Cocrystal structure reveals the mechanism of FSP1 inhibition by FSEN1

Article

Zhang, Sitao; Megarioti, Amalia H.; Hendricks, Joseph M.; Zhou, Junshu; Sun, Qingxiang; Jia, Da; Olzmann, James A.

Sichuan University; University of California System; University of California Berkeley; University of California System; University of California Berkeley; University of Electronic Science & Technology of China; Sichuan Provincial People's Hospital

PROCEEDINGS OF THE NATIONAL ACADEMY OF SCIENCES OF THE UNITED STATES OF AMERICA

0027-12215

10.1073/pnas.2505197122

2025-06-03

FSP1 is an FAD-dependent oxidoreductase that uses NAD(P)H to regenerate the reduced forms of lipophilic quinone antioxidants, such as coenzyme Q10 and vitamin K. These quinone antioxidants function as radical scavenging agents that prevent the propagation of lipid peroxidation and the induction of ferroptosis. Although several small-molecule inhibitors of FSP1 have been developed and found to sensitize cancer cells to ferroptosis, our understanding of their molecular mechanisms remains limited and no structures of FSP1 in complex with its inhibitors have been solved.
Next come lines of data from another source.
// SPDX-License-Identifier: MIT OR Apache-2.0
//! API-token multipart hosts: SM.MS and Imgur.

use crate::multipart::{json_path, post_multipart};
use async_trait::async_trait;
use mpx_backend::{Backend, Probe, UploadRequest, ValidationReport, map_reqwest_err, shared_client};
use mpx_config::{ApiTokenParams, BackendConfig, UserConfig};
use mpx_core::{BackendId, UploadResult};
use mpx_error::UploadError;
use std::collections::BTreeMap;
use std::time::Instant;

/// Protocol description of one token-header host.
#[derive(Debug, Clone)]
struct TokenSpec {
    id: BackendId,
    upload_url: &'static str,
    probe_url: &'static str,
    file_field: &'static str,
    /// `{token}` is replaced by the configured API token.
    auth_format: &'static str,
    url_path: &'static [&'static str],
}

const SMMS: TokenSpec = TokenSpec {
    id: BackendId::Smms,
    upload_url: "https://sm.ms/api/v2/upload",
    probe_url: "https://sm.ms/api/v2/profile",
    file_field: "smfile",
    auth_format: "{token}",
    url_path: &["data", "url"],
};

const IMGUR: TokenSpec = TokenSpec {
    id: BackendId::Imgur,
    upload_url: "https://api.imgur.com/3/image",
    probe_url: "https://api.imgur.com/3/credits",
    file_field: "image",
    auth_format: "Client-ID {token}",
    url_path: &["data", "link"],
};

/// Token-header multipart backend.
#[derive(Debug)]
pub struct ApiTokenBackend {
    spec: TokenSpec,
    params: ApiTokenParams,
    client: reqwest::Client,
    upload_url: String,
    probe_url: String,
}

impl ApiTokenBackend {
    /// Build from the config snapshot for SM.MS or Imgur.
    pub fn from_config(id: BackendId, config: &UserConfig) -> Result<Self, UploadError> {
        let spec = match id {
            BackendId::Smms => SMMS,
            BackendId::Imgur => IMGUR,
            other => return Err(UploadError::UnknownBackend { backend_id: other }),
        };
        let params = match config.backend(id) {
            Some(BackendConfig::Smms(p)) | Some(BackendConfig::Imgur(p)) => p.clone(),
            _ => return Err(UploadError::NoConfiguredBackend),
        };
        let upload_url = spec.upload_url.to_string();
        let probe_url = spec.probe_url.to_string();
        Ok(Self {
            spec,
            params,
            client: shared_client().clone(),
            upload_url,
            probe_url,
        })
    }

    /// Override the endpoints; used by tests.
    pub fn with_urls(mut self, upload_url: impl Into<String>, probe_url: impl Into<String>) -> Self {
        self.upload_url = upload_url.into();
        self.probe_url = probe_url.into();
        self
    }

    fn auth_value(&self) -> String {
        self.spec.auth_format.replace("{token}", &self.params.api_token)
    }
}

#[async_trait]
impl Backend for ApiTokenBackend {
    fn id(&self) -> BackendId {
        self.spec.id
    }

    fn validate(&self) -> ValidationReport {
        if self.params.api_token.trim().is_empty() {
            ValidationReport::fail_one(format!("{} api token is empty", self.spec.id))
        } else {
            ValidationReport::ok()
        }
    }

    async fn test_connection(&self) -> Result<Probe, UploadError> {
        let started = Instant::now();
        let send = self
            .client
            .get(&self.probe_url)
            .header(reqwest::header::AUTHORIZATION, self.auth_value())
            .send();
        let resp = tokio::time::timeout(mpx_backend::PROBE_TIMEOUT, send)
            .await
            .map_err(|_| UploadError::Timeout {
                stage: mpx_error::TimeoutStage::Request,
            })?
            .map_err(|e| map_reqwest_err(self.spec.id, e))?;
        if matches!(resp.status().as_u16(), 401 | 403) {
            return Err(UploadError::AuthFailure {
                backend_id: self.spec.id,
            });
        }
        Ok(Probe {
            latency_ms: started.elapsed().as_millis() as u64,
        })
    }

    async fn upload(&self, req: UploadRequest) -> Result<UploadResult, UploadError> {
        let size = tokio::fs::metadata(&req.file_path)
            .await
            .map_err(|e| UploadError::file_system("stat", &req.file_path, e))?
            .len();

        let body = post_multipart(
            self.spec.id,
            &self.client,
            &self.upload_url,
            self.spec.file_field,
            &[],
            &[(
                reqwest::header::AUTHORIZATION.to_string(),
                self.auth_value(),
            )],
            &req,
            false,
        )
        .await?;

        let value: serde_json::Value = serde_json::from_str(&body)
            .map_err(|_| UploadError::protocol(self.spec.id, "response is not JSON"))?;
        let url = json_path(&value, self.spec.url_path)
            .and_then(|v| v.as_str())
            .ok_or_else(|| {
                let message = value
                    .get("message")
                    .and_then(|m| m.as_str())
                    .unwrap_or("no URL in response");
                UploadError::protocol(self.spec.id, message)
            })?
            .to_string();

        Ok(UploadResult {
            backend_id: self.spec.id,
            file_key: url.clone(),
            url,
            size_bytes: size,
            width: None,
            height: None,
            metadata: BTreeMap::new(),
        })
    }

    fn public_url(&self, result: &UploadResult) -> String {
        result.url.clone()
    }
}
Here, we solve the cocrystal structure of FSP1 in complex with the FSP1 inhibitor FSEN1, revealing that FSEN1 binds within the FSP1 substrate-binding pocket. FSEN1 makes key interactions with a critical phenylalanine, which is absent in mouse FSP1, providing an explanation for the selectivity of FSEN1 for human FSP1. These conclusions are supported by mutagenesis of FSP1 and biochemical and cellular assays of FSP1 function. Our findings provide the first cocrystal structure of FSP1 in complex with an inhibitor, enhancing our understanding of the mechanism of FSP1 inhibition and enabling future rational medicinal chemistry efforts to advance FSP1 inhibitors as therapeutics.